The Congress was designed to balance the power of the people against the power of the state.
- The House of Representatives should be close to the people. This was expressed through elections every other year. The idea was that the representatives – because they are elected so often – had to maintain close contact with their voters and therefore be extra responsive to the people’s wishes. Representatives are elected from districts that are roughly equal in size measured by population. The most populous state, California, therefore elects 53 representatives to the House of Representatives. States with few inhabitants – such as South Dakota or Alaska – have only one representative each. There are a total of 435 representatives in the House.
- The Senate was intended to be the House’s opposition. The senators were to represent an entire state and be elected every six years. Each state has two senators; in total, there will be 100 senators (since there are 50 US states). The idea was that the senators should have a larger, more long-term and more continuous political perspective than the representatives in the House. A common picture is that the House contains the people’s boiling tea, while the Senate is the saucer that cools the boiling populism. One third of the seats in the Senate are up for election every two years.
In summary, this means that every other year there are elections to the entire House of Representatives and a third of the Senate.
3: Election theme 2010 – voters’ signals
This year’s election was dominated by the economic crisis the United States is now in. The crisis started under the previous president, George W. Bush, and was a topic already during the presidential election in 2008. Barack Obama and the Democratic Party then made a by-election, and the Republicans and Bush’s policies were seen as massively rejected by the American people.
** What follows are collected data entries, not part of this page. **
//! Quantized raster grids in a projected coordinate system.
//!
//! A [`RasterGrid`] stores `width × height` 16-bit codes which decode
//! to real values through `real = raw * scale + offset`. Row 0 is the
//! northern edge of the grid and column 0 the western edge, so row
//! indices grow as `y` shrinks.
//!
//! Lookups at arbitrary projected coordinates go through a
//! [`Footprint`], the four samples surrounding a coordinate plus their
//! bilinear weights.

mod dataset;
mod error;
mod grids;
mod mask;
mod sampler;

pub use crate::{
    dataset::{Dataset, GeoBounds, LoadMode, Metadata, ProjectedBounds},
    error::GridError,
    grids::Grids,
    mask::ValidityMask,
    sampler::Footprint,
};
pub use geo;

use byteorder::{ByteOrder, LittleEndian as LE, ReadBytesExt};
use geo::geometry::{Coord, Rect};
use memmap2::Mmap;
use std::{fs::File, io::BufReader, mem::size_of, path::Path};

/// Base floating point type used for all coordinates and calculations.
pub type C = f64;

/// Largest raw code a sample can hold.
pub const MAX_CODE: u16 = u16::MAX;

pub struct RasterGrid {
    /// Planar extent of the grid.
    ///
    /// Specifically, the outer _edges_ of the outermost samples, not
    /// their centers.
    bounds: Rect<C>,

    /// Number of columns.
    width: usize,

    /// Number of rows.
    height: usize,

    /// Real units per raw code.
    scale: C,

    /// Real value of raw code 0.
    offset: C,

    /// Raw samples.
    samples: SampleStore,
}

enum SampleStore {
    InMem(Box<[u16]>),
    MemMap(Mmap),
}

impl SampleStore {
    fn get_unchecked(&self, index: usize) -> u16 {
        match self {
            Self::InMem(samples) => samples[index],
            Self::MemMap(raw) => {
                let start = index * size_of::<u16>();
                LE::read_u16(&raw[start..start + size_of::<u16>()])
            }
        }
    }
}

impl RasterGrid {
    /// Returns a grid backed by `samples`, stored row-major starting
    /// at the north-west corner.
    pub fn new(
        width: usize,
        height: usize,
        bounds: Rect<C>,
        scale: C,
        offset: C,
        samples: Vec<u16>,
    ) -> Result<Self, GridError> {
        validate(width, height, bounds, scale, offset)?;
        if samples.len() != width * height {
            return Err(GridError::Len {
                expected: width * height,
                actual: samples.len(),
            });
        }
        Ok(Self {
            bounds,
            width,
            height,
            scale,
            offset,
            samples: SampleStore::InMem(samples.into_boxed_slice()),
        })
    }

    /// Returns a grid read into memory from the little-endian `u16`
    /// file at `path`.
    pub fn load<P: AsRef<Path>>(
        path: P,
        width: usize,
        height: usize,
        bounds: Rect<C>,
        scale: C,
        offset: C,
    ) -> Result<Self, GridError> {
        validate(width, height, bounds, scale, offset)?;
        check_file_len(&path, width * height * size_of::<u16>())?;

        let mut file = BufReader::new(File::open(path)?);
        let mut samples = Vec::with_capacity(width * height);
        for _ in 0..(width * height) {
            samples.push(file.read_u16::<LE>()?);
        }

        Ok(Self {
            bounds,
            width,
            height,
            scale,
            offset,
            samples: SampleStore::InMem(samples.into_boxed_slice()),
        })
    }

    /// Returns a grid using the memory-mapped file at `path` as
    /// storage.
    pub fn memmap<P: AsRef<Path>>(
        path: P,
        width: usize,
        height: usize,
        bounds: Rect<C>,
        scale: C,
        offset: C,
    ) -> Result<Self, GridError> {
        validate(width, height, bounds, scale, offset)?;
        check_file_len(&path, width * height * size_of::<u16>())?;

        let samples = {
            let file = File::open(path)?;
            let mmap = unsafe { Mmap::map(&file)? };
            SampleStore::MemMap(mmap)
        };

        Ok(Self {
            bounds,
            width,
            height,
            scale,
            offset,
            samples,
        })
    }

    /// Returns the number of samples in this grid.
    #[allow(clippy::len_without_is_empty)]
    pub fn len(&self) -> usize {
        self.width * self.height
    }

    pub fn width(&self) -> usize {
        self.width
    }

    pub fn height(&self) -> usize {
        self.height
    }

    pub fn bounds(&self) -> Rect<C> {
        self.bounds
    }

    pub fn scale(&self) -> C {
        self.scale
    }

    pub fn offset(&self) -> C {
        self.offset
    }

    /// Returns the planar (width, height) of a single cell.
    #[allow(clippy::cast_precision_loss)]
    pub fn cell_size(&self) -> (C, C) {
        (
            self.bounds.width() / self.width as C,
            self.bounds.height() / self.height as C,
        )
    }

    /// Converts a raw code to its real value.
    #[inline]
    pub fn decode(&self, raw: u16) -> C {
        C::from(raw) * self.scale + self.offset
    }

    /// Converts a real value to the nearest raw code, saturating at
    /// the ends of the code range.
    #[allow(clippy::cast_possible_truncation, clippy::cast_sign_loss)]
    pub fn encode(&self, real: C) -> u16 {
        let raw = ((real - self.offset) / self.scale).round();
        raw.clamp(0.0, C::from(MAX_CODE)) as u16
    }

    /// Returns the raw code at (`col`, `row`), if in bounds.
    pub fn get_raw(&self, col: usize, row: usize) -> Option<u16> {
        if col < self.width && row < self.height {
            Some(self.samples.get_unchecked(self.linear_index(col, row)))
        } else {
            None
        }
    }

    /// Returns the decoded value at (`col`, `row`), if in bounds.
    pub fn get(&self, col: usize, row: usize) -> Option<C> {
        self.get_raw(col, row).map(|raw| self.decode(raw))
    }

    /// Returns the projected coordinate of the center of (`col`, `row`).
    #[allow(clippy::cast_precision_loss)]
    pub fn cell_center(&self, col: usize, row: usize) -> Coord<C> {
        let (dx, dy) = self.cell_size();
        Coord {
            x: self.bounds.min().x + (col as C + 0.5) * dx,
            y: self.bounds.max().y - (row as C + 0.5) * dy,
        }
    }

    /// Returns the bilinear footprint of `coord`.
    ///
    /// Returns `None` when any of the four enclosing samples falls
    /// outside the grid or is flagged invalid in `mask`.
    pub fn footprint(&self, coord: Coord<C>, mask: Option<&ValidityMask>) -> Option<Footprint> {
        let (dx, dy) = self.cell_size();
        let fc = (coord.x - self.bounds.min().x) / dx - 0.5;
        let fr = (self.bounds.max().y - coord.y) / dy - 0.5;
        let footprint = Footprint::locate(fc, fr, self.width, self.height)?;
        match mask {
            Some(mask) if !footprint.corners().iter().all(|&idx| mask.is_valid(idx)) => None,
            _ => Some(footprint),
        }
    }

    /// Returns the four raw corner codes of `footprint`.
    pub fn raw_corners(&self, footprint: &Footprint) -> [u16; 4] {
        footprint.corners().map(|idx| self.samples.get_unchecked(idx))
    }

    /// Returns the bilinear interpolation of the decoded values under
    /// `footprint`.
    pub fn interpolate(&self, footprint: &Footprint) -> C {
        footprint.blend(self.raw_corners(footprint).map(|raw| self.decode(raw)))
    }

    /// Returns the bilinearly interpolated value at `coord`, if all
    /// four enclosing samples exist and are valid.
    pub fn sample(&self, coord: Coord<C>, mask: Option<&ValidityMask>) -> Option<C> {
        self.footprint(coord, mask)
            .map(|footprint| self.interpolate(&footprint))
    }

    /// Returns `true` if `other` covers the same lattice as `self`.
    pub fn same_lattice(&self, other: &Self) -> bool {
        self.width == other.width && self.height == other.height && self.bounds == other.bounds
    }
}

/// Private API
impl RasterGrid {
    fn linear_index(&self, col: usize, row: usize) -> usize {
        row * self.width + col
    }
}

fn validate(
    width: usize,
    height: usize,
    bounds: Rect<C>,
    scale: C,
    offset: C,
) -> Result<(), GridError> {
    if width == 0 || height == 0 {
        return Err(GridError::Dimensions(width, height));
    }
    if !(scale.is_finite() && scale > 0.0) {
        return Err(GridError::Scale(scale));
    }
    if !offset.is_finite() {
        return Err(GridError::Offset(offset));
    }
    let (min, max) = (bounds.min(), bounds.max());
    if !(min.x.is_finite() && min.y.is_finite() && max.x.is_finite() && max.y.is_finite())
        || bounds.width() <= 0.0
        || bounds.height() <= 0.0
    {
        return Err(GridError::Bounds);
    }
    Ok(())
}

fn check_file_len<P: AsRef<Path>>(path: P, expected: usize) -> Result<(), GridError> {
    let len = path.as_ref().metadata()?.len();
    if len == expected as u64 {
        Ok(())
    } else {
        Err(GridError::FileLen(len, path.as_ref().to_owned()))
    }
}

#[cfg(test)]
mod tests {
    use super::{GridError, RasterGrid, Rect, ValidityMask, C};
    use approx::assert_relative_eq;
    use geo::coord;

    /// A 4x3 grid over [0, 40] x [0, 30] with 10 m cells, where each
    /// code is `10 * row + col`.
    fn ramp() -> RasterGrid {
        let samples = (0..3)
            .flat_map(|row| (0..4).map(move |col| 10 * row + col))
            .collect();
        RasterGrid::new(
            4,
            3,
            Rect::new(coord!(x: 0.0, y: 0.0), coord!(x: 40.0, y: 30.0)),
            0.5,
            100.0,
            samples,
        )
        .unwrap()
    }

    #[test]
    fn test_rejects_bad_construction() {
        let bounds = Rect::new(coord!(x: 0.0, y: 0.0), coord!(x: 1.0, y: 1.0));
        assert!(matches!(
            RasterGrid::new(2, 2, bounds, 0.0, 0.0, vec![0; 4]),
            Err(GridError::Scale(_))
        ));
        assert!(matches!(
            RasterGrid::new(2, 2, bounds, -1.0, 0.0, vec![0; 4]),
            Err(GridError::Scale(_))
        ));
        assert!(matches!(
            RasterGrid::new(2, 2, bounds, 1.0, 0.0, vec![0; 3]),
            Err(GridError::Len {
                expected: 4,
                actual: 3
            })
        ));
        assert!(matches!(
            RasterGrid::new(0, 2, bounds, 1.0, 0.0, vec![]),
            Err(GridError::Dimensions(0, 2))
        ));
        let flat = Rect::new(coord!(x: 0.0, y: 0.0), coord!(x: 1.0, y: 0.0));
        assert!(matches!(
            RasterGrid::new(2, 2, flat, 1.0, 0.0, vec![0; 4]),
            Err(GridError::Bounds)
        ));
    }

    #[test]
    fn test_row_zero_is_north() {
        let grid = ramp();
        assert_eq!(grid.get_raw(0, 0), Some(0));
        assert_eq!(grid.get_raw(3, 2), Some(23));
        assert_eq!(grid.get_raw(4, 0), None);
        assert_eq!(grid.cell_center(0, 0), coord!(x: 5.0, y: 25.0));
        assert_eq!(grid.cell_center(3, 2), coord!(x: 35.0, y: 5.0));
    }

    #[test]
    fn test_sample_at_cell_centers() {
        let grid = ramp();
        for row in 0..2 {
            for col in 0..3 {
                let expected = grid.get(col, row).unwrap();
                let actual = grid.sample(grid.cell_center(col, row), None).unwrap();
                assert_relative_eq!(expected, actual, epsilon = 1e-9);
            }
        }
        // The last center lines lack a south or east neighbour.
        assert_eq!(grid.sample(grid.cell_center(3, 0), None), None);
        assert_eq!(grid.sample(grid.cell_center(0, 2), None), None);
    }

    #[test]
    fn test_sample_interpolates() {
        let grid = ramp();
        // Halfway between the centers of (0,0), (1,0), (0,1), (1,1).
        let value = grid.sample(coord!(x: 10.0, y: 20.0), None).unwrap();
        let expected = (grid.decode(0) + grid.decode(1) + grid.decode(10) + grid.decode(11)) / 4.0;
        assert_relative_eq!(value, expected, epsilon = 1e-9);
    }

    #[test]
    fn test_sample_none_at_and_beyond_edges() {
        let grid = ramp();
        for coord in [
            coord!(x: 0.0, y: 15.0),
            coord!(x: 40.0, y: 15.0),
            coord!(x: 20.0, y: 0.0),
            coord!(x: 20.0, y: 30.0),
            coord!(x: -5.0, y: 15.0),
            coord!(x: 45.0, y: 15.0),
            coord!(x: 20.0, y: -1.0),
            coord!(x: 20.0, y: 31.0),
            coord!(x: 2.0, y: 15.0),
            coord!(x: C::NAN, y: 15.0),
            coord!(x: 1e30, y: 15.0),
            coord!(x: 20.0, y: -1e30),
            coord!(x: C::MAX, y: C::MAX),
        ] {
            assert_eq!(grid.sample(coord, None), None, "{coord:?}");
        }
    }

    #[test]
    fn test_sample_is_continuous_across_cell_boundaries() {
        let grid = ramp();
        let eps = 1e-9;
        // Column boundary between centers at x = 15.
        let left = grid.sample(coord!(x: 15.0 - eps, y: 17.0), None).unwrap();
        let right = grid.sample(coord!(x: 15.0 + eps, y: 17.0), None).unwrap();
        assert_relative_eq!(left, right, epsilon = 1e-6);
        // Row boundary between centers at y = 15.
        let above = grid.sample(coord!(x: 22.0, y: 15.0 + eps), None).unwrap();
        let below = grid.sample(coord!(x: 22.0, y: 15.0 - eps), None).unwrap();
        assert_relative_eq!(above, below, epsilon = 1e-6);
    }

    #[test]
    fn test_sample_respects_mask() {
        let grid = ramp();
        let mut valid = vec![true; 12];
        // Invalidate (col 1, row 1).
        valid[5] = false;
        let mask = ValidityMask::new(4, 3, valid).unwrap();
        // Footprint touching (1, 1).
        assert_eq!(grid.sample(coord!(x: 12.0, y: 18.0), Some(&mask)), None);
        assert_eq!(grid.sample(coord!(x: 22.0, y: 8.0), Some(&mask)), None);
        // Footprint of columns 2..=3, rows 0..=1 does not.
        assert!(grid.sample(coord!(x: 30.0, y: 20.0), Some(&mask)).is_some());
    }

    #[test]
    fn test_quantization_round_trip() {
        let bounds = Rect::new(coord!(x: 0.0, y: 0.0), coord!(x: 1.0, y: 1.0));
        let (min, max) = (-12.5, 1_850.0);
        let scale = (max - min) / f64::from(u16::MAX);
        let grid = RasterGrid::new(1, 1, bounds, scale, min, vec![0]).unwrap();
        for height in [-12.5, 0.0, 3.14159, 427.3, 1_849.99, 1_850.0] {
            let decoded = grid.decode(grid.encode(height));
            assert!((decoded - height).abs() <= scale, "{height} -> {decoded}");
        }
        assert_eq!(grid.encode(-1_000.0), 0);
        assert_eq!(grid.encode(10_000.0), u16::MAX);
    }

    #[test]
    fn test_interpolate_matches_raw_corners() {
        let grid = ramp();
        let fp = grid.footprint(coord!(x: 27.5, y: 12.5), None).unwrap();
        let corners = grid.raw_corners(&fp);
        assert_eq!(corners, [12, 13, 22, 23]);
        assert_relative_eq!(
            grid.interpolate(&fp),
            grid.decode(12) + 0.25 * 0.5 + 0.25 * 5.0,
            epsilon = 1e-9
        );
    }
}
The Obama coalition, strengthened by a strong mobilization of young voters and minority groups, was seen as the majority of the future. Political commentators therefore predicted that it would be difficult for Republicans in the near future to regain the majority from Bush’s heyday. But just two years later, Republicans have regained the majority in the House of Representatives and made up for much of what they lost in the Senate.
But what happened next? Yes, the economic crisis was significantly worse than economists thought. Just before President Obama took over the White House in January 2009, one of his economic advisers (Romans) stated that if Obama’s package of economic measures were passed by Congress, unemployment would not exceed 8%. Many economists agreed with this. (Unemployment was then 7.7%.) One month after the inauguration, Congress passed the package of measures, popularly called the Stimulus Act. Today, however, the unemployment rate is 9.6% , something Republican candidates liked to remind voters of during the election campaign this autumn.
Does the high unemployment rate mean that Obama’s economic policies have failed? Not necessarily, according to the independent body Congressional Budget Office (CBO) . They have recently estimated that the package of measures would have saved almost 3 million jobs and made economic growth up to 4.5% higher than it would have been without the measures. The problem is that this was far from enough. “The Great Recession”, as the Americans call the current economic downturn (a pun on the “Great Depression” of the 1930s), has been deeper and tougher than economists, politicians and voters thought.
The most urgent thing today is therefore to create new jobs. The United States has 6.2 million long-term unemployed, which burns in many families. Since the social safety net in the United States is quite coarse-grained, the situation has led to despair and dissatisfaction among broad sections of the population. In addition, the number of unemployed is probably too low, since many have given up looking for jobs.